The public monopoly of the organisation of sporting bets and lotteries in Germany does not pursue the objective of combating the dangers of gambling in a consistent and systematic manner
In Germany, jurisdiction over gambling is divided between the federal State and the Länder. In most of the Länder, there is a regional monopoly for the organisation of sporting bets and lotteries, while the organisation of bets on horse racing and the operation of gaming machines and casinos are entrusted to duly-authorised private operators. By the treaty on lotteries in Germany (Lotteriestaatsvertrag), which came into force on 1 July 2004, the Länder created a uniform framework for the organisation of games of chance, apart from casinos. Following a judgment of the Budesverfassungsgericht (German Federal Constitutional Court), that treaty was replaced by the treaty on games of chance in Germany (Glücksspielstaatsvertrag) which entered into force on 1 January 2008. The latter prohibits all organisation or intermediation of public games of chance on the internet.
In the present cases, various German courts are asking the Court of Justice to rule on the compatibility of the rules on games of chance in Germany with European Union law.
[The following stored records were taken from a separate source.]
//! Types for the `sampling/createMessage` operation: a server asking
//! the client to run an LLM completion on its behalf.

use crate::types::content::{ContentBlock, Role};
use serde::{Deserialize, Serialize};

pub type CreateMessageRequest = SamplingRequest;
pub type CreateMessageResponse = SamplingResponse;

/// Which servers' context the client should fold into the completion.
#[derive(Debug, Clone, Serialize, Deserialize)]
#[serde(rename_all = "lowercase")]
pub enum IncludeContext {
    None,
    ThisServer,
    AllServers,
}

#[derive(Debug, Clone, Serialize, Deserialize)]
#[serde(rename_all = "camelCase")]
pub enum StopReason {
    EndTurn,
    StopSequence,
    MaxTokens,
    Other,
}

/// A hint toward a preferred model family, not a binding selection.
#[derive(Debug, Clone, Serialize, Deserialize, Default)]
pub struct ModelHint {
    #[serde(skip_serializing_if = "Option::is_none")]
    pub name: Option<String>,
}

impl ModelHint {
    pub fn new(name: impl Into<String>) -> Self {
        Self {
            name: Some(name.into()),
        }
    }
}

/// Priorities the client may use to pick among models it has access to.
/// Advisory — the client is free to ignore any of it.
#[derive(Debug, Clone, Serialize, Deserialize, Default)]
pub struct ModelPreferences {
    #[serde(skip_serializing_if = "Option::is_none")]
    pub hints: Option<Vec<ModelHint>>,

    #[serde(rename = "costPriority", skip_serializing_if = "Option::is_none")]
    pub cost_priority: Option<f64>,

    #[serde(rename = "speedPriority", skip_serializing_if = "Option::is_none")]
    pub speed_priority: Option<f64>,

    #[serde(rename = "intelligencePriority", skip_serializing_if = "Option::is_none")]
    pub intelligence_priority: Option<f64>,
}

impl ModelPreferences {
    /// Priorities must each fall in `0.0..=1.0` when present.
    pub fn validate(&self) -> Result<(), String> {
        for (label, value) in [
            ("costPriority", self.cost_priority),
            ("speedPriority", self.speed_priority),
            ("intelligencePriority", self.intelligence_priority),
        ] {
            if let Some(v) = value {
                if !(0.0..=1.0).contains(&v) {
                    return Err(format!("{label} must be between 0.0 and 1.0, got {v}"));
                }
            }
        }
        Ok(())
    }
}

#[derive(Debug, Clone, Serialize, Deserialize)]
pub struct SamplingMessage {
    pub role: Role,
    pub content: ContentBlock,
}

impl SamplingMessage {
    pub fn new(role: Role, content: ContentBlock) -> Self {
        Self { role, content }
    }
}

#[derive(Debug, Clone, Serialize, Deserialize)]
pub struct SamplingRequest {
    pub messages: Vec<SamplingMessage>,

    #[serde(rename = "modelPreferences", skip_serializing_if = "Option::is_none")]
    pub model_preferences: Option<ModelPreferences>,

    #[serde(rename = "systemPrompt", skip_serializing_if = "Option::is_none")]
    pub system_prompt: Option<String>,

    #[serde(rename = "includeContext", skip_serializing_if = "Option::is_none")]
    pub include_context: Option<IncludeContext>,

    #[serde(skip_serializing_if = "Option::is_none")]
    pub temperature: Option<f64>,

    #[serde(rename = "maxTokens")]
    pub max_tokens: u32,

    #[serde(rename = "stopSequences", skip_serializing_if = "Option::is_none")]
    pub stop_sequences: Option<Vec<String>>,
}

impl SamplingRequest {
    pub fn new(messages: Vec<SamplingMessage>, max_tokens: u32) -> Self {
        Self {
            messages,
            model_preferences: None,
            system_prompt: None,
            include_context: None,
            temperature: None,
            max_tokens,
            stop_sequences: None,
        }
    }

    pub fn validate(&self) -> Result<(), String> {
        if self.messages.is_empty() {
            return Err("sampling request must include at least one message".to_string());
        }
        if self.max_tokens == 0 {
            return Err("maxTokens must be greater than zero".to_string());
        }
        if let Some(ref preferences) = self.model_preferences {
            preferences.validate()?;
        }
        Ok(())
    }
}

#[derive(Debug, Clone, Serialize, Deserialize)]
pub struct SamplingResponse {
    pub role: Role,
    pub content: ContentBlock,
    pub model: String,

    #[serde(rename = "stopReason", skip_serializing_if = "Option::is_none")]
    pub stop_reason: Option<StopReason>,
}

impl SamplingResponse {
    pub fn new(role: Role, content: ContentBlock, model: impl Into<String>) -> Self {
        Self {
            role,
            content,
            model: model.into(),
            stop_reason: None,
        }
    }

    pub fn with_stop_reason(mut self, reason: StopReason) -> Self {
        self.stop_reason = Some(reason);
        self
    }
}

#[cfg(test)]
mod tests {
    use super::*;

    #[test]
    fn sampling_request_rejects_empty_messages() {
        let request = SamplingRequest::new(vec![], 100);
        assert!(request.validate().is_err());
    }

    #[test]
    fn sampling_request_rejects_zero_max_tokens() {
        let request = SamplingRequest::new(
            vec![SamplingMessage::new(Role::User, ContentBlock::text("hi"))],
            0,
        );
        assert!(request.validate().is_err());
    }

    #[test]
    fn model_preferences_reject_out_of_range_priority() {
        let preferences = ModelPreferences {
            cost_priority: Some(1.5),
            ..Default::default()
        };
        assert!(preferences.validate().is_err());
    }

    #[test]
    fn stop_reason_serializes_camel_case() {
        let json = serde_json::to_value(StopReason::MaxTokens).unwrap();
        assert_eq!(json, "maxTokens");
    }

    #[test]
    fn include_context_serializes_lowercase() {
        let json = serde_json::to_value(IncludeContext::ThisServer).unwrap();
        assert_eq!(json, "thisserver");
    }
}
In Joined Cases C-316/07, C-358/07 to C-360/07, C-409/07 and C-410/07, the Verwaltungsgerichte (Administrative Courts) of Giessen and Stuttgart have to resolve disputes between, on the one hand, intermediaries for sporting bets and, on the other, the German authorities, which have prohibited those intermediaries from offering in the Länder of Hessen and Baden-Württemberg sporting bets organised by the Austrian undertakings Happybet Sportwetten and Web.coin, the Maltese undertaking Tipico, the British company Happy Bet and the Digibet company established in Gibraltar. Those undertakings hold, in their respective countries, authorisations to organise sporting bets.
In Case C-46/08, the Schleswig-Holsteinisches Verwaltungsgericht (Administative Court of Schleswig-Holstein) has to determine, by contrast, whether the Land Schleswig-Holstein was right to reject the application of the Carmen Media Group for authorisation to offer sporting bets in Germany via the internet, in circumstances where that undertaking holds in Gibraltar, where it is established, an „off-shore“ licence, authorising it to organise bets only outside Gibraltar.
Finally, in Case C-409/06, the Verwaltungsgericht Köln (Administrative Court, Cologne) has before it a dispute between an intermediary for sporting bets, acting on behalf of the Maltese undertaking Tipico, and the German authorities. That court asks the Court of Justice whether the principle of the primacy of Union law over national law allows Member States to continue to apply, by way of exception and during a transitional period, a regulation concerning a public monopoly on sporting bets which contains unlawful restrictions on the freedom of establishment and the freedom to provide services.
The Court of Justice finds, first, that the German rules on sporting bets constitute a restriction on the freedom to provide services and the freedom of establishment. Nevertheless, the Court recalls that such a restriction may be justified by imperative reasons in the public interest, such as preventing incitement to squander on gambling and combating gambling addiction. However, the national measures for attaining those objectives must be suitable for attaining them and must be limited to the restrictions necessary for that purpose.
In that regard, the Court considers that, with a view to channelling the desire to gamble and the operation of games into a controlled circuit, Member States are free to establish public monopolies. In particular, such a monopoly is likely to overcome the risks connected with the gaming industry more effectively than a system under which private operators are authorised to organise bets subject to compliance with the relevant legislation.
Next, the Court observes that the fact that some games of chance are subject to a public monopoly whilst others are subject to a system of authorisations issued to private operators cannot, in itself, call into question the consistency of the German system as those games have different characteristics.
However, the Court of Justice finds that, having regard to the findings which they made in those cases, the German courts are right to take the view that the German rules do not limit games of chance in a consistent and systematic manner. First, the holders of public monopolies carry out intensive advertising campaigns with a view to maximising profits from lotteries, thereby departing from the objectives justifying the existence of those monopolies. Secondly, with regard to games of chance such as casino games and automated games, which do not fall within the public monopoly but carry a greater risk of addiction than games which are subject to that monopoly, the German authorities carry out or tolerate policies designed to encourage participation in those games. In such circumstances, the preventive objective of that monopoly can no longer be pursued, so that the monopoly ceases to be justifiable.
The Court of Justice further notes that national rules concerning that monopoly, held to be contrary to the fundamental freedoms of the Union, cannot continue to apply during the time necessary to bring it into conformity with Union law.
Finally, the Court of Justice recalls that Member States have a broad discretion in determining the level of protection against the dangers emanating from games of chance. Thus, and in the absence of any Community harmonisation in the matter, Member States are not required to recognise authorisations issued by other Member States in that area. For the same reasons, and having regard to the risks posed by games of chance on the internet in comparison with traditional games of chance, Member States may also prohibit the offering of games of chance on the internet.